Q: Why is the geolocation less accurate over some images?

A: ECOSTRESS is mounted on the International Space Station (ISS). The ISS doesn't measure it's position and pointing as accurately as we need it to for geolocation of 70m pixels (it doesn’t need to for its own orbit control). So we use the ISS positioning as a first estimate, and do a secondary geolocation correction using the Landsat basemap. All the scenes in an orbit are used for the correction, and unfortunately factors such as high cloud cover over a significant portion of the orbit - resulting in insufficient matches - can also affect clear areas within that orbit. A metadata item you can look for in the geolocation file is "/L1BGEOMetadata/OrbitCorrectionPerformed". If it is listed as {false}, that means that the correction wasn't performed. Other fields of interest are: "/StandardMetadata/AutomaticQualityFlag" and "/StandardMetadata/AutomaticQualityFlagExplanation". 
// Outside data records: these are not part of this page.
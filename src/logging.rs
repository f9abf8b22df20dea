//! Logging infrastructure for dupcleaner.
//!
//! Structured logging via the `log` facade and `env_logger` backend.
//! The effective level is determined by (in priority order):
//!
//! 1. `RUST_LOG` environment variable (if set)
//! 2. CLI flags: `--quiet` (error only) or `-v`/`-vv` (debug/trace)
//! 3. Default: info level
//!
//! Diagnostics (unreadable directories, flag-conflict warnings) go through
//! the logger; the duplicate listings and the interactive menu write to
//! stdout directly since they are the program's actual output.

use env_logger::Builder;
use log::LevelFilter;
use std::env;
use std::io::Write;

/// Initialize the logging subsystem based on CLI verbosity flags.
///
/// Must be called once at startup, before any logging calls are made.
///
/// # Panics
///
/// Panics if called more than once, as `env_logger` can only be
/// initialized once per process.
pub fn init_logging(verbose: u8, quiet: bool) {
    let mut builder = Builder::new();

    if env::var("RUST_LOG").is_ok() {
        builder.parse_default_env();
    } else {
        builder.filter_level(determine_level(verbose, quiet));
    }

    // Compact format: level and message only
    builder.format(|buf, record| {
        let level = record.level();
        let level_style = buf.default_level_style(level);
        writeln!(
            buf,
            "{level_style}{:<5}{level_style:#} {}",
            level,
            record.args()
        )
    });

    builder.init();
}

/// Determine the log level from CLI flags.
fn determine_level(verbose: u8, quiet: bool) -> LevelFilter {
    if quiet {
        LevelFilter::Error
    } else {
        match verbose {
            0 => LevelFilter::Info,
            1 => LevelFilter::Debug,
            _ => LevelFilter::Trace,
        }
    }
}
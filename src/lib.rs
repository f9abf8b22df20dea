//! dupcleaner - Interactive duplicate file cleaner
//!
//! Finds duplicate files by MD5/SHA-1 content fingerprint across a set of
//! paths and either lists them or interactively removes redundant copies,
//! with a per-directory auto-delete policy and a safety rule that keeps at
//! least one copy of every group during automatic action.

pub mod actions;
pub mod cli;
pub mod config;
pub mod duplicates;
pub mod logging;
pub mod output;
pub mod resolver;
pub mod scanner;

use std::io::{self, Write};

use anyhow::Context;

use crate::actions::Deleter;
use crate::cli::Cli;
use crate::config::Config;
use crate::duplicates::group_by_fingerprint;
use crate::output::{max_path_width, Lister};
use crate::resolver::Resolver;
use crate::scanner::Walker;

/// Run one full invocation: enumerate, group, then list or resolve.
///
/// Returns `true` if the operator cancelled the run with `q`.
///
/// # Errors
///
/// Fails if a file cannot be read for fingerprinting (the run aborts
/// before anything has been deleted) or on an I/O error talking to the
/// terminal.
pub fn run_app(cli: Cli) -> anyhow::Result<bool> {
    let config = Config::from_cli(&cli);

    let walker = Walker::new(config.paths.clone(), config.recursive);
    let files = walker.collect_files();
    log::debug!("Discovered {} candidate files", files.len());

    let mut groups = group_by_fingerprint(&files, config.digests, config.progress)
        .context("fingerprinting failed")?;

    if groups.is_empty() {
        log::info!("No duplicated files found.");
        return Ok(false);
    }

    let pad_width = config.global_align.then(|| max_path_width(&groups));
    let lister = Lister::new(config.machine_mode, pad_width);

    let stdout = io::stdout();
    let mut out = stdout.lock();
    writeln!(out, "Duplicated files found.")?;

    if config.write_mode {
        let deleter = Deleter::new(config.test_mode);
        let stdin = io::stdin();
        let mut resolver = Resolver::new(&deleter, lister, stdin.lock(), out);
        let cancelled = resolver.run(&mut groups)?;
        Ok(cancelled)
    } else {
        for group in &groups {
            lister.print_header(&mut out, &group.fingerprint)?;
            lister.print_files(&mut out, &group.fingerprint, &group.files)?;
        }
        Ok(false)
    }
}
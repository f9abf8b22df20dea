//! dupcleaner - Interactive duplicate file cleaner
//!
//! Entry point for the dupcleaner CLI application.

use clap::Parser;
use dupcleaner::cli::Cli;
use dupcleaner::logging;

fn main() {
    let cli = Cli::parse();
    logging::init_logging(cli.verbose, cli.quiet);

    match dupcleaner::run_app(cli) {
        // Cancellation is a normal exit: the operator chose to stop.
        Ok(true) => println!("Canceled by user."),
        Ok(false) => {}
        Err(err) => {
            eprintln!("Error: {:#}", err);
            std::process::exit(1);
        }
    }
}
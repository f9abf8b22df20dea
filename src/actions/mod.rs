//! File actions module.
//!
//! Currently this only covers the deletion primitive used by the
//! resolution engine, including its dry-run (test mode) variant.

pub mod delete;

pub use delete::{DeleteError, Deleter};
Q: Why does Landsat TIR at 100 m look sharper than ECOSTRESS TIR at 70 m?

A: Landsat downscales their TIR data to 30 m using bicubic interpolation to match the spatial scale of the VNIR data. Also, ECOSTRESS is a scanner (push-whisk) so the pixel resolution on swath edges degrades from 70m to 90-110m. Landsat is a pushbroom so has consistent pixel resolution, but smaller swath width.